§ **Work required**
Retyping each entry exactly is the whole task.

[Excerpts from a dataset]

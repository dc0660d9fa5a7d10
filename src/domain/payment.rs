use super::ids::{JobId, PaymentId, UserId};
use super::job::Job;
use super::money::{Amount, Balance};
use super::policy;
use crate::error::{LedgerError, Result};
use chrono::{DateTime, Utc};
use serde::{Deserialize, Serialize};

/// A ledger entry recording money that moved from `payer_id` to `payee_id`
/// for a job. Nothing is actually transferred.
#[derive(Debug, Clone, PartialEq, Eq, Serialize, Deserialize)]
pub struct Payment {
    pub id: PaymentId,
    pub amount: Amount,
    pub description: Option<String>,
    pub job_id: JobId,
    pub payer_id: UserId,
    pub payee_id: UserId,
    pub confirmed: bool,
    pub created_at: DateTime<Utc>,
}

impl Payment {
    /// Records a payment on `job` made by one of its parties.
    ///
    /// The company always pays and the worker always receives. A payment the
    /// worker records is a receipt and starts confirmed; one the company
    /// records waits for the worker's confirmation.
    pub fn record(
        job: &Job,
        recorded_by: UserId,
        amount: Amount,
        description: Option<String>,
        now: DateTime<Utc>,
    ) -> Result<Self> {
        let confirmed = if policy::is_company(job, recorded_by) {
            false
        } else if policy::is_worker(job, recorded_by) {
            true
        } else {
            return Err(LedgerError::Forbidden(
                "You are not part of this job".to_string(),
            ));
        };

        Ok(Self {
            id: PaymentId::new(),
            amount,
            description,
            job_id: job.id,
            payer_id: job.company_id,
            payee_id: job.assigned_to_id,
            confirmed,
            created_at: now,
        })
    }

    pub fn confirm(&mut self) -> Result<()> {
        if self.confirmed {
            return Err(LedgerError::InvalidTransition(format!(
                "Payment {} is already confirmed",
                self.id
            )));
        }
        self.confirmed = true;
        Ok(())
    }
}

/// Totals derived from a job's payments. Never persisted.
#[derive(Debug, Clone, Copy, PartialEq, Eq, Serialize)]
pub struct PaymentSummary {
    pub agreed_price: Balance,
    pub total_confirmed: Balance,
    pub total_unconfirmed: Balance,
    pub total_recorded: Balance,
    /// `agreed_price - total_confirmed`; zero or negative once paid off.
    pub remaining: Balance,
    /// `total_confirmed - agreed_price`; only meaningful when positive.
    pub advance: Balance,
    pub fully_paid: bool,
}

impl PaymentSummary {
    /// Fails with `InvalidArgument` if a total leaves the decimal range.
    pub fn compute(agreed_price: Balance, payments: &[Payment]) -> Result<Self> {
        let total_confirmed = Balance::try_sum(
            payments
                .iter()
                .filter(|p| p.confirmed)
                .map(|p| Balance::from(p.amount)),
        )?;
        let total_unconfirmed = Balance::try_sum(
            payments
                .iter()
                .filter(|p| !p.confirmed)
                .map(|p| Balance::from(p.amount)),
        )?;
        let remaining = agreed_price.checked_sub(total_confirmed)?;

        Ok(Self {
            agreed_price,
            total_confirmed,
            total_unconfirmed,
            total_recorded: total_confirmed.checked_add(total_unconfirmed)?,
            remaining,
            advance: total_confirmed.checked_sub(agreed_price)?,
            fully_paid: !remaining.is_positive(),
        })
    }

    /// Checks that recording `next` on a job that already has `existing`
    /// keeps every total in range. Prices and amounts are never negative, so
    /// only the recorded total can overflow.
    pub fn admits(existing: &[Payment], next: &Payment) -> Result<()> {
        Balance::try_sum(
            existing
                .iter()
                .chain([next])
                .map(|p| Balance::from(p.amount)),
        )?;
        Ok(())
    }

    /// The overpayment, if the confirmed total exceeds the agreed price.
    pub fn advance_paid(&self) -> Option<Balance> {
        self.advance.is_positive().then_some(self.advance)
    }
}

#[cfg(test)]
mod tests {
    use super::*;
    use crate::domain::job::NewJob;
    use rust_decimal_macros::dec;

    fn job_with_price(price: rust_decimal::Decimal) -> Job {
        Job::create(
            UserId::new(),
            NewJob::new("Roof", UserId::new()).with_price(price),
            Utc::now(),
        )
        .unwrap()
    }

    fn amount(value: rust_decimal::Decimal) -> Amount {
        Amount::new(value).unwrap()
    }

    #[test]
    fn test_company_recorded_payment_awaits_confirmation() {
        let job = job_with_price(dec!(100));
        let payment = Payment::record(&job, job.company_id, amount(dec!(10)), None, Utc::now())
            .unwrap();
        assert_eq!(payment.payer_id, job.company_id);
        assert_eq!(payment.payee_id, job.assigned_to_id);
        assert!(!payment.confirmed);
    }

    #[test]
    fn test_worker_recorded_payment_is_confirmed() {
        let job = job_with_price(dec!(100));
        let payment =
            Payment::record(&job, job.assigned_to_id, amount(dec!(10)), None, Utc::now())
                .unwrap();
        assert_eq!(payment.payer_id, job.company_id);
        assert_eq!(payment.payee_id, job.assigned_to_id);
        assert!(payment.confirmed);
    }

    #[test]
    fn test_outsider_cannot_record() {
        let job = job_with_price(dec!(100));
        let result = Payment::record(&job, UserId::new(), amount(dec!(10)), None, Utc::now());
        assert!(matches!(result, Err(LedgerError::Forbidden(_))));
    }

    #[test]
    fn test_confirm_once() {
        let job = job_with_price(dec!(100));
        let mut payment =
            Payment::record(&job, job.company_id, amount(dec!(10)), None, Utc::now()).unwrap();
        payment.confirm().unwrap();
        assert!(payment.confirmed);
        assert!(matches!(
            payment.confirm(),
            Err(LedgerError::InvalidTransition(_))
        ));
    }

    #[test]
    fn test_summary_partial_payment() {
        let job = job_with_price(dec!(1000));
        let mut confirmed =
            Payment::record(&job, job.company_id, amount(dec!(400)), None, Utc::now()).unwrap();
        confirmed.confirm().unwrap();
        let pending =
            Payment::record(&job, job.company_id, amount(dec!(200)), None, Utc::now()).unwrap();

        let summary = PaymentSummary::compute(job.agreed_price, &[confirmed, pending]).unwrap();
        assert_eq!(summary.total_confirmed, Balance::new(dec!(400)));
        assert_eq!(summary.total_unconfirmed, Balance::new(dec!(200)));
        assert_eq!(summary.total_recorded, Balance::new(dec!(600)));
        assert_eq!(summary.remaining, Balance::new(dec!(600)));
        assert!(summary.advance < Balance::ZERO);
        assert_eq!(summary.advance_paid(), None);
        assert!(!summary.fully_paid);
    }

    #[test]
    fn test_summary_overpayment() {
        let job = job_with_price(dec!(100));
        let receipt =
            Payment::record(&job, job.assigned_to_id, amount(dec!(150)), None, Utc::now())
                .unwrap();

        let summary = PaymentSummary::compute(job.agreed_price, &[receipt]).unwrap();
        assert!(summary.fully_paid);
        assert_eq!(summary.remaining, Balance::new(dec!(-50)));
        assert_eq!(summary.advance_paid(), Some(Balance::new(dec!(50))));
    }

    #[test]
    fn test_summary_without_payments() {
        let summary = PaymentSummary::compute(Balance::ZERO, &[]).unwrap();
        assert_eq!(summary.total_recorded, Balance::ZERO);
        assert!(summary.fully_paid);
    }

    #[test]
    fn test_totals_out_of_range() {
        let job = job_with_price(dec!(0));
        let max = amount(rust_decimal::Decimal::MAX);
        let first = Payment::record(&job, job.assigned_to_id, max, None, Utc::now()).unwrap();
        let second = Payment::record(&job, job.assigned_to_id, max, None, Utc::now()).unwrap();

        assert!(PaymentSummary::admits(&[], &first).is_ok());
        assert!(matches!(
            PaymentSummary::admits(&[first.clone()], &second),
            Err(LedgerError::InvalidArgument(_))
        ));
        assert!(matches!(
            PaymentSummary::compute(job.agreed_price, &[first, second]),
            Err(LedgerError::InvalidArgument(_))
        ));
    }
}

§ **Completed task**
repository dc0660d9fa5a7d10
filename src/domain/payment.rs
use super::ids::{JobId, PaymentId, UserId};
use super::job::Job;
use super::money::{Amount, Balance};
use super::policy;
use crate::error::{LedgerError, Result};
use chrono::{DateTime, Utc};
use serde::{Deserialize, Serialize};

/// A ledger entry recording money that moved from `payer_id` to `payee_id`
/// for a job. Nothing is actually transferred.
#[derive(Debug, Clone, PartialEq, Eq, Serialize, Deserialize)]
pub struct Payment {
    pub id: PaymentId,
    pub amount: Amount,
    pub description: Option<String>,
    pub job_id: JobId,
    pub payer_id: UserId,
    pub payee_id: UserId,
    pub confirmed: bool,
    pub created_at: DateTime<Utc>,
}

impl Payment {
    /// Records a payment on `job` made by one of its parties.
    ///
    /// The company always pays and the worker always receives. A payment the
    /// worker records is a receipt and starts confirmed; one the company
    /// records waits for the worker's confirmation.
    pub fn record(
        job: &Job,
        recorded_by: UserId,
        amount: Amount,
        description: Option<String>,
        now: DateTime<Utc>,
    ) -> Result<Self> {
        let confirmed = if policy::is_company(job, recorded_by) {
            false
        } else if policy::is_worker(job, recorded_by) {
            true
        } else {
            return Err(LedgerError::Forbidden(
                "You are not part of this job".to_string(),
            ));
        };

        Ok(Self {
            id: PaymentId::new(),
            amount,
            description,
            job_id: job.id,
            payer_id: job.company_id,
            payee_id: job.assigned_to_id,
            confirmed,
            created_at: now,
        })
    }

    pub fn confirm(&mut self) -> Result<()> {
        if self.confirmed {
            return Err(LedgerError::InvalidTransition(format!(
                "Payment {} is already confirmed",
                self.id
            )));
        }
        self.confirmed = true;
        Ok(())
    }
}

/// Totals derived from a job's payments. Never persisted.
#[derive(Debug, Clone, Copy, PartialEq, Eq, Serialize)]
pub struct PaymentSummary {
    pub agreed_price: Balance,
    pub total_confirmed: Balance,
    pub total_unconfirmed: Balance,
    pub total_recorded: Balance,
    /// `agreed_price - total_confirmed`; zero or negative once paid off.
    pub remaining: Balance,
    /// `total_confirmed - agreed_price`; only meaningful when positive.
    pub advance: Balance,
    pub fully_paid: bool,
}

impl PaymentSummary {
    /// Fails with `InvalidArgument` if a total leaves the decimal range.
    pub fn compute(agreed_price: Balance, payments: &[Payment]) -> Result<Self> {
        let total_confirmed = Balance::try_sum(
            payments
                .iter()
                .filter(|p| p.confirmed)
                .map(|p| Balance::from(p.amount)),
        )?;
        let total_unconfirmed = Balance::try_sum(
            payments
                .iter()
                .filter(|p| !p.confirmed)
                .map(|p| Balance::from(p.amount)),
        )?;
        let remaining = agreed_price.checked_sub(total_confirmed)?;

        Ok(Self {
            agreed_price,
            total_confirmed,
            total_unconfirmed,
            total_recorded: total_confirmed.checked_add(total_unconfirmed)?,
            remaining,
            advance: total_confirmed.checked_sub(agreed_price)?,
            fully_paid: !remaining.is_positive(),
        })
    }

    /// Checks that recording `next` on a job that already has `existing`
    /// keeps every total in range. Prices and amounts are never negative, so
    /// only the recorded total can overflow.
    pub fn admits(existing: &[Payment], next: &Payment) -> Result<()> {
        Balance::try_sum(
            existing
                .iter()
                .chain([next])
                .map(|p| Balance::from(p.amount)),
        )?;
        Ok(())
    }

    /// The overpayment, if the confirmed total exceeds the agreed price.
    pub fn advance_paid(&self) -> Option<Balance> {
        self.advance.is_positive().then_some(self.advance)
    }
}

#[cfg(test)]
mod tests {
    use super::*;
    use crate::domain::job::NewJob;
    use rust_decimal_macros::dec;

    fn job_with_price(price: rust_decimal::Decimal) -> Job {
        Job::create(
            UserId::new(),
            NewJob::new("Roof", UserId::new()).with_price(price),
            Utc::now(),
        )
        .unwrap()
    }

    fn amount(value: rust_decimal::Decimal) -> Amount {
        Amount::new(value).unwrap()
    }

    #[test]
    fn test_company_recorded_payment_awaits_confirmation() {
        let job = job_with_price(dec!(100));
        let payment = Payment::record(&job, job.company_id, amount(dec!(10)), None, Utc::now())
            .unwrap();
        assert_eq!(payment.payer_id, job.company_id);
        assert_eq!(payment.payee_id, job.assigned_to_id);
        assert!(!payment.confirmed);
    }

    #[test]
    fn test_worker_recorded_payment_is_confirmed() {
        let job = job_with_price(dec!(100));
        let payment =
            Payment::record(&job, job.assigned_to_id, amount(dec!(10)), None, Utc::now())
                .unwrap();
        assert_eq!(payment.payer_id, job.company_id);
        assert_eq!(payment.payee_id, job.assigned_to_id);
        assert!(payment.confirmed);
    }

    #[test]
    fn test_outsider_cannot_record() {
        let job = job_with_price(dec!(100));
        let result = Payment::record(&job, UserId::new(), amount(dec!(10)), None, Utc::now());
        assert!(matches!(result, Err(LedgerError::Forbidden(_))));
    }

    #[test]
    fn test_confirm_once() {
        let job = job_with_price(dec!(100));
        let mut payment =
            Payment::record(&job, job.company_id, amount(dec!(10)), None, Utc::now()).unwrap();
        payment.confirm().unwrap();
        assert!(payment.confirmed);
        assert!(matches!(
            payment.confirm(),
            Err(LedgerError::InvalidTransition(_))
        ));
    }

    #[test]
    fn test_summary_partial_payment() {
        let job = job_with_price(dec!(1000));
        let mut confirmed =
            Payment::record(&job, job.company_id, amount(dec!(400)), None, Utc::now()).unwrap();
        confirmed.confirm().unwrap();
        let pending =
            Payment::record(&job, job.company_id, amount(dec!(200)), None, Utc::now()).unwrap();

        let summary = PaymentSummary::compute(job.agreed_price, &[confirmed, pending]).unwrap();
        assert_eq!(summary.total_confirmed, Balance::new(dec!(400)));
        assert_eq!(summary.total_unconfirmed, Balance::new(dec!(200)));
        assert_eq!(summary.total_recorded, Balance::new(dec!(600)));
        assert_eq!(summary.remaining, Balance::new(dec!(600)));
        assert!(summary.advance < Balance::ZERO);
        assert_eq!(summary.advance_paid(), None);
        assert!(!summary.fully_paid);
    }

    #[test]
    fn test_summary_overpayment() {
        let job = job_with_price(dec!(100));
        let receipt =
            Payment::record(&job, job.assigned_to_id, amount(dec!(150)), None, Utc::now())
                .unwrap();

        let summary = PaymentSummary::compute(job.agreed_price, &[receipt]).unwrap();
        assert!(summary.fully_paid);
        assert_eq!(summary.remaining, Balance::new(dec!(-50)));
        assert_eq!(summary.advance_paid(), Some(Balance::new(dec!(50))));
    }

    #[test]
    fn test_summary_without_payments() {
        let summary = PaymentSummary::compute(Balance::ZERO, &[]).unwrap();
        assert_eq!(summary.total_recorded, Balance::ZERO);
        assert!(summary.fully_paid);
    }

    #[test]
    fn test_totals_out_of_range() {
        let job = job_with_price(dec!(0));
        let max = amount(rust_decimal::Decimal::MAX);
        let first = Payment::record(&job, job.assigned_to_id, max, None, Utc::now()).unwrap();
        let second = Payment::record(&job, job.assigned_to_id, max, None, Utc::now()).unwrap();

        assert!(PaymentSummary::admits(&[], &first).is_ok());
        assert!(matches!(
            PaymentSummary::admits(&[first.clone()], &second),
            Err(LedgerError::InvalidArgument(_))
        ));
        assert!(matches!(
            PaymentSummary::compute(job.agreed_price, &[first, second]),
            Err(LedgerError::InvalidArgument(_))
        ));
    }
}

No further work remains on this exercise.